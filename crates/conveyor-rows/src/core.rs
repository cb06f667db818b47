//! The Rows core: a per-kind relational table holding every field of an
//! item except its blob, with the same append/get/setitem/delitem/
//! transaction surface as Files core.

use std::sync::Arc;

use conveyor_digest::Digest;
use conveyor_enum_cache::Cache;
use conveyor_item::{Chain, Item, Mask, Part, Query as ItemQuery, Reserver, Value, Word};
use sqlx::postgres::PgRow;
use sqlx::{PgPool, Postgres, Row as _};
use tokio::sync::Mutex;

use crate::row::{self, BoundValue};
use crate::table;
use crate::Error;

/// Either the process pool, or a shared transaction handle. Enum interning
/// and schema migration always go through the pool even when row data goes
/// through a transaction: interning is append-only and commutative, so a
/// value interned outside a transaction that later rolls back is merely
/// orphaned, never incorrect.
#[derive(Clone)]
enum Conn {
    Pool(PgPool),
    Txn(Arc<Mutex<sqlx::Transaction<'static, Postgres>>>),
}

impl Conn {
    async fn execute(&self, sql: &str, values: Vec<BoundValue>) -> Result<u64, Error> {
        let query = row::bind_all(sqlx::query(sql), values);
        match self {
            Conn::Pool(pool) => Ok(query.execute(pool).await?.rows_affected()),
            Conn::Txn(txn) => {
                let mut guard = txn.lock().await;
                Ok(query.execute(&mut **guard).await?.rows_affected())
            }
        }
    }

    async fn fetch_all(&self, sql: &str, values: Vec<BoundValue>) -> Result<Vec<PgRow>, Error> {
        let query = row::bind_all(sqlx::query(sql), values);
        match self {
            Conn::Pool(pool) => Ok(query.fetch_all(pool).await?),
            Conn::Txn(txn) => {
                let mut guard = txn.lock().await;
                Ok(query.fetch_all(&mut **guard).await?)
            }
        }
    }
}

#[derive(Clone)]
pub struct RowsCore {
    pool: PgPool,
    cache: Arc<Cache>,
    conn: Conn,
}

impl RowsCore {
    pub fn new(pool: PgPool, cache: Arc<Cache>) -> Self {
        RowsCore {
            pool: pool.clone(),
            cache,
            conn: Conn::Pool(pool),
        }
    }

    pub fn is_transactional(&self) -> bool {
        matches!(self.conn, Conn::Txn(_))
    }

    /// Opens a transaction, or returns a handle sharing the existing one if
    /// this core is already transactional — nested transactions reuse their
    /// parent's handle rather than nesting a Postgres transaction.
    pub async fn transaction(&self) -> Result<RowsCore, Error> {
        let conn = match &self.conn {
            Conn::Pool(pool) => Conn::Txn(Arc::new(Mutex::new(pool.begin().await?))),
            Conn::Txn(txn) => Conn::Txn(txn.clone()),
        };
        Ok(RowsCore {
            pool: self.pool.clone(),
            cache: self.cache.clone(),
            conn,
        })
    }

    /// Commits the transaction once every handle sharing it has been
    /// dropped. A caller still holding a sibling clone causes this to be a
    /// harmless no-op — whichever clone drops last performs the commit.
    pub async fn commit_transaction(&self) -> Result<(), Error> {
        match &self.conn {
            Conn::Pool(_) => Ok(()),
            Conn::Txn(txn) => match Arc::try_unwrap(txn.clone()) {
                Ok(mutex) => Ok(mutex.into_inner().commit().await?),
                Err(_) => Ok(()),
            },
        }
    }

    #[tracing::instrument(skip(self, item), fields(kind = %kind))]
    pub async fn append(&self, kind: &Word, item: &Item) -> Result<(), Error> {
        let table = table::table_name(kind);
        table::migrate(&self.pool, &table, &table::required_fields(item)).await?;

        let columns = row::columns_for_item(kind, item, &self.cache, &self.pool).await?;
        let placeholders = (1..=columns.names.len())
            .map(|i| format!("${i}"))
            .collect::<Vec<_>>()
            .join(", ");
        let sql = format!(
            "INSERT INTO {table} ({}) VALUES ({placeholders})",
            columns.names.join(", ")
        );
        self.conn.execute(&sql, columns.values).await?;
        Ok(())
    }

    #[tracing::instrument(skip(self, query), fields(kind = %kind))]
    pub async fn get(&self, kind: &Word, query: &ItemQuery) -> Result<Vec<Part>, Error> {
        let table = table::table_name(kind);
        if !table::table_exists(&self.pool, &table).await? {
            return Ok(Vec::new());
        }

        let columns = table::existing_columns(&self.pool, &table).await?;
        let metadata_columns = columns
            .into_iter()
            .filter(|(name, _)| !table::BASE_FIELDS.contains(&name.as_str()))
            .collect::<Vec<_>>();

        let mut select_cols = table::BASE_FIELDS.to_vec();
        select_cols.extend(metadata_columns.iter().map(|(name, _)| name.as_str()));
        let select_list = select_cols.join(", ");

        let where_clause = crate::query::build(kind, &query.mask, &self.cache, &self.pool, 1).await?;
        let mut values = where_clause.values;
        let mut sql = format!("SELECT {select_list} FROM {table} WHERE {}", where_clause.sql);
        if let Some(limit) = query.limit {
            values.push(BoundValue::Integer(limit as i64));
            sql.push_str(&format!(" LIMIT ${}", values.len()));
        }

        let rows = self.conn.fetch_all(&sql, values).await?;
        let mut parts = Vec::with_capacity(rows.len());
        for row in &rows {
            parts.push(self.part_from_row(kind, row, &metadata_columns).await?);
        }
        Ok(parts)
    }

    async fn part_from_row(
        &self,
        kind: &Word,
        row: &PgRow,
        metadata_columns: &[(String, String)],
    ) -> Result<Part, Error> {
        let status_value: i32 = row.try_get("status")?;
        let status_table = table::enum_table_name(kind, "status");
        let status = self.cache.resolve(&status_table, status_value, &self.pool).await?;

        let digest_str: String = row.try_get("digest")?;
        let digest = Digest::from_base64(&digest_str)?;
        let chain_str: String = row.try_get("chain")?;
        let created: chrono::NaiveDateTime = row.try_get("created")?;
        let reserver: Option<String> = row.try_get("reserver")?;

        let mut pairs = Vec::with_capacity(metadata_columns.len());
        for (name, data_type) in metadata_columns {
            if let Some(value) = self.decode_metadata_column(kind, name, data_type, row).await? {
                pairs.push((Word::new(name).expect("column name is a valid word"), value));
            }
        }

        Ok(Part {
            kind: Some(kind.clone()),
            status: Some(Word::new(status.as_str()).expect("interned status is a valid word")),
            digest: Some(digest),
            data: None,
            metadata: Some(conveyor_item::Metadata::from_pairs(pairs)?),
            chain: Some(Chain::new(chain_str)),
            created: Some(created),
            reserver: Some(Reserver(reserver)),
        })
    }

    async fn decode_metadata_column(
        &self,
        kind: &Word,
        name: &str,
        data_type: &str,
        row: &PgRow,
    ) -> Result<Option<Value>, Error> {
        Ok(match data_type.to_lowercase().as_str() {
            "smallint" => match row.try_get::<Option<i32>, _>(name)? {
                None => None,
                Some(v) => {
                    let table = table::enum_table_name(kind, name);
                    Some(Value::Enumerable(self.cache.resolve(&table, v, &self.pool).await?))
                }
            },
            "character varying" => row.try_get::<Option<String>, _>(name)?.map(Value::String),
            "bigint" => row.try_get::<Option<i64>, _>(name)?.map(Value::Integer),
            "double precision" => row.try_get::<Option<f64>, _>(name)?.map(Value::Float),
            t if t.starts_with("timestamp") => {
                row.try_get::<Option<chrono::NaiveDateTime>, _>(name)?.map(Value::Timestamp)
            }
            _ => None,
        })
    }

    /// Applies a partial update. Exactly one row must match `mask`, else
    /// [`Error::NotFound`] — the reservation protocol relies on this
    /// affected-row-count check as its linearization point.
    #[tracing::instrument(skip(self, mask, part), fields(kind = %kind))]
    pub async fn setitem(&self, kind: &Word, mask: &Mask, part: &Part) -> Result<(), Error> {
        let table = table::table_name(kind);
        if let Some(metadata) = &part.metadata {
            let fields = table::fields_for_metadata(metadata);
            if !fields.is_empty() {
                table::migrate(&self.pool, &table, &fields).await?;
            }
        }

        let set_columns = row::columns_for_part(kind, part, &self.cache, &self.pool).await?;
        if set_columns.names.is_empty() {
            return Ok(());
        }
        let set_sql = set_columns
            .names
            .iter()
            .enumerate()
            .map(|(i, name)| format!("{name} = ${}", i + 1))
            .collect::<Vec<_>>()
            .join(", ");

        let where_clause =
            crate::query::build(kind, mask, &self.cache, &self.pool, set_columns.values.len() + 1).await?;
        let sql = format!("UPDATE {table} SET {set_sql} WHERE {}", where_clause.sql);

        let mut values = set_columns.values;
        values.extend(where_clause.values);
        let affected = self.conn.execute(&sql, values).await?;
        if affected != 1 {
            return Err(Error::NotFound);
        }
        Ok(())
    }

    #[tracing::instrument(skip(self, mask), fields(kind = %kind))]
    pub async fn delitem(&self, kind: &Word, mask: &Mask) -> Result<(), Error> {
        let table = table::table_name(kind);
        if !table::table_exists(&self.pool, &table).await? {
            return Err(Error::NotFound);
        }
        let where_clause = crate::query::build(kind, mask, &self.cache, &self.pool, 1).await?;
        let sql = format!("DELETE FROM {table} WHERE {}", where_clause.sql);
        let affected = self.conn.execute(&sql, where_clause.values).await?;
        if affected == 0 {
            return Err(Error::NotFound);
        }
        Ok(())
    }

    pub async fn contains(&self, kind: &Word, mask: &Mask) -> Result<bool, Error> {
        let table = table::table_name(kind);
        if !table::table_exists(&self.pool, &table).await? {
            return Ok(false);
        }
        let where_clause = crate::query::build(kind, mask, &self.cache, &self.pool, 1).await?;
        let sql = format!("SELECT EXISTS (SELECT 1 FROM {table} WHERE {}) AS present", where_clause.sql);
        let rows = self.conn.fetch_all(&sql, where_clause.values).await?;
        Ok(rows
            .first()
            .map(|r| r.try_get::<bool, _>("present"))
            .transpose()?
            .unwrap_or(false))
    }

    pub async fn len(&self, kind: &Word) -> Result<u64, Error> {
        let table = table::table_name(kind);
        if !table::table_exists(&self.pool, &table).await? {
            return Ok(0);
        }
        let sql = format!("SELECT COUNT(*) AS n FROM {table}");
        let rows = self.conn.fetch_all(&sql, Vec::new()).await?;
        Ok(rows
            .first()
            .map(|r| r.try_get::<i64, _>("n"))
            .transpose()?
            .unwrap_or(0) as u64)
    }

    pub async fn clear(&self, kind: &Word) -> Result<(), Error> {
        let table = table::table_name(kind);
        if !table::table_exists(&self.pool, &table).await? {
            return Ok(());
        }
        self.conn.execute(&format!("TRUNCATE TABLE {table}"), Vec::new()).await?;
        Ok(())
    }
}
- - - - -
:: PROBLEM ::
Extract the lines above, from the first one through the one containing "use crate::Error;", and return only those, unchanged.

:: RESULT ::
filename crates/conveyor-rows/src/core.rs
repository cb06f667db818b47
//! The Rows core: a per-kind relational table holding every field of an
//! item except its blob, with the same append/get/setitem/delitem/
//! transaction surface as Files core.

use std::sync::Arc;

use conveyor_digest::Digest;
use conveyor_enum_cache::Cache;
use conveyor_item::{Chain, Item, Mask, Part, Query as ItemQuery, Reserver, Value, Word};
use sqlx::postgres::PgRow;
use sqlx::{PgPool, Postgres, Row as _};
use tokio::sync::Mutex;

use crate::row::{self, BoundValue};
use crate::table;
use crate::Error;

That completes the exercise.